▽
//! In-process stand-ins for the page window and extension tab messaging.
//! Both bridge hops run unchanged on top of them.

use std::collections::HashMap;
use std::sync::atomic::{AtomicUsize, Ordering};
use std::sync::{Arc, Mutex, MutexGuard};
use std::time::Duration;

use async_trait::async_trait;
use serde_json::Value;
use tokio::sync::broadcast;
use tokio::task::JoinHandle;

use super::agent::BridgeAgent;
use super::content::{ContentRelay, PageContext};
use super::protocol::TabId;
use super::relay::{DeliveryError, TabMessenger};

const WINDOW_CAPACITY: usize = 64;

fn lock<T>(mutex: &Mutex<T>) -> MutexGuard<'_, T> {
    mutex.lock().unwrap_or_else(|poisoned| poisoned.into_inner())
}

/// A page: one window message bus and, once injected, the bridge agent
/// listening on it.
pub struct LocalPage {
    window: broadcast::Sender<Value>,
    agent: Arc<BridgeAgent>,
    agent_task: Mutex<Option<JoinHandle<()>>>,
    block_scripts: bool,
}

impl LocalPage {
    pub fn new(agent: BridgeAgent) -> Arc<Self> {
        let (window, _) = broadcast::channel(WINDOW_CAPACITY);
        Arc::new(Self {
            window,
            agent: Arc::new(agent),
            agent_task: Mutex::new(None),
            block_scripts: false,
        })
    }

    /// A page whose CSP refuses extension scripts.
    pub fn with_blocked_scripts(agent: BridgeAgent) -> Arc<Self> {
        let (window, _) = broadcast::channel(WINDOW_CAPACITY);
        Arc::new(Self {
            window,
            agent: Arc::new(agent),
            agent_task: Mutex::new(None),
            block_scripts: true,
        })
    }

    pub fn subscribe(&self) -> broadcast::Receiver<Value> {
        self.window.subscribe()
    }
}

#[async_trait]
impl PageContext for LocalPage {
    fn post_message(&self, message: Value) {
        // No listeners is fine, same as a real window
        let _ = self.window.send(message);
    }

    fn agent_present(&self) -> bool {
        lock(&self.agent_task).is_some()
    }

    async fn inject_agent(&self) -> Result<(), String> {
        if self.block_scripts {
            return Err("Refused to load the script because it violates the page's Content Security Policy".to_string());
        }
        let mut task = lock(&self.agent_task);
        if task.is_none() {
            let handle = Arc::clone(&self.agent).listen(self.window.subscribe(), self.window.clone());
            *task = Some(handle);
            log::info!("[Local] Bridge agent listening on page window");
        }
        Ok(())
    }
}

impl Drop for LocalPage {
    fn drop(&mut self) {
        if let Some(handle) = lock(&self.agent_task).take() {
            handle.abort();
        }
    }
}

struct LocalTab {
    page: Arc<LocalPage>,
    content: Option<Arc<ContentRelay>>,
    listener: Option<JoinHandle<()>>,
}

/// Tab registry with content-script injection on demand.
pub struct LocalTabs {
    tabs: Mutex<HashMap<TabId, LocalTab>>,
    active: Mutex<Option<TabId>>,
    agent_load_timeout: Duration,
    injections: AtomicUsize,
    block_content_scripts: bool,
}

impl LocalTabs {
    pub fn new(agent_load_timeout: Duration) -> Self {
        Self {
            tabs: Mutex::new(HashMap::new()),
            active: Mutex::new(None),
            agent_load_timeout,
            injections: AtomicUsize::new(0),
            block_content_scripts: false,
        }
    }

    /// Tabs the extension may not script (e.g. browser pages).
    pub fn restricted(agent_load_timeout: Duration) -> Self {
        let mut tabs = Self::new(agent_load_timeout);
        tabs.block_content_scripts = true;
        tabs
    }

    /// Opens a page in a new tab and makes it active.
    pub fn open(&self, tab: TabId, page: Arc<LocalPage>) {
        lock(&self.tabs).insert(
            tab,
            LocalTab {
                page,
                content: None,
                listener: None,
            },
        );
        self.activate(tab);
    }

    pub fn activate(&self, tab: TabId) {
        *lock(&self.active) = Some(tab);
    }

    pub fn close(&self, tab: TabId) {
        if let Some(removed) = lock(&self.tabs).remove(&tab) {
            if let Some(listener) = removed.listener {
                listener.abort();
            }
        }
        let mut active = lock(&self.active);
        if *active == Some(tab) {
            *active = None;
        }
    }

    pub fn injection_count(&self) -> usize {
        self.injections.load(Ordering::SeqCst)
    }

    /// Outstanding requests in the tab's content script.
    pub fn pending_in(&self, tab: TabId) -> usize {
        lock(&self.tabs)
            .get(&tab)
            .and_then(|t| t.content.as_ref())
            .map(|c| c.pending_count())
            .unwrap_or(0)
    }
}

#[async_trait]
impl TabMessenger for LocalTabs {
    async fn active_tab(&self) -> Option<TabId> {
        *lock(&self.active)
    }

    async fn send_to_tab(&self, tab: TabId, message: Value) -> Result<Value, DeliveryError> {
        let content = {
            let tabs = lock(&self.tabs);
            let entry = tabs.get(&tab).ok_or(DeliveryError::TabNotFound(tab))?;
            entry.content.clone().ok_or(DeliveryError::NoReceiver)?
        };

        let response = content
            .on_extension_message(message)
            .await
            .ok_or_else(|| DeliveryError::Other("The message port closed before a response was received.".to_string()))?;
        serde_json::to_value(&response).map_err(|e| DeliveryError::Other(e.to_string()))
    }

    async fn inject_content_script(&self, tab: TabId) -> Result<(), DeliveryError> {
        if self.block_content_scripts {
            return Err(DeliveryError::Other(
                "Cannot access contents of the page. Extension manifest must request permission to access the respective host.".to_string(),
            ));
        }

        let mut tabs = lock(&self.tabs);
        let entry = tabs.get_mut(&tab).ok_or(DeliveryError::TabNotFound(tab))?;
        if entry.content.is_some() {
            return Ok(());
        }

        let page: Arc<dyn PageContext> = entry.page.clone();
        let content = Arc::new(ContentRelay::new(page, self.agent_load_timeout));
        entry.listener = Some(Arc::clone(&content).listen(entry.page.subscribe()));
        entry.content = Some(content);
        self.injections.fetch_add(1, Ordering::SeqCst);
        log::info!("[Local] Content script injected into tab {}", tab);
        Ok(())
    }
}

impl Drop for LocalTabs {
    fn drop(&mut self) {
        for (_, tab) in lock(&self.tabs).drain() {
            if let Some(listener) = tab.listener {
                listener.abort();
            }
        }
    }
}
△
Filter by the word "Result": copy every line of the data that holds it.

    async fn inject_agent(&self) -> Result<(), String> {
    async fn send_to_tab(&self, tab: TabId, message: Value) -> Result<Value, DeliveryError> {
    async fn inject_content_script(&self, tab: TabId) -> Result<(), DeliveryError> {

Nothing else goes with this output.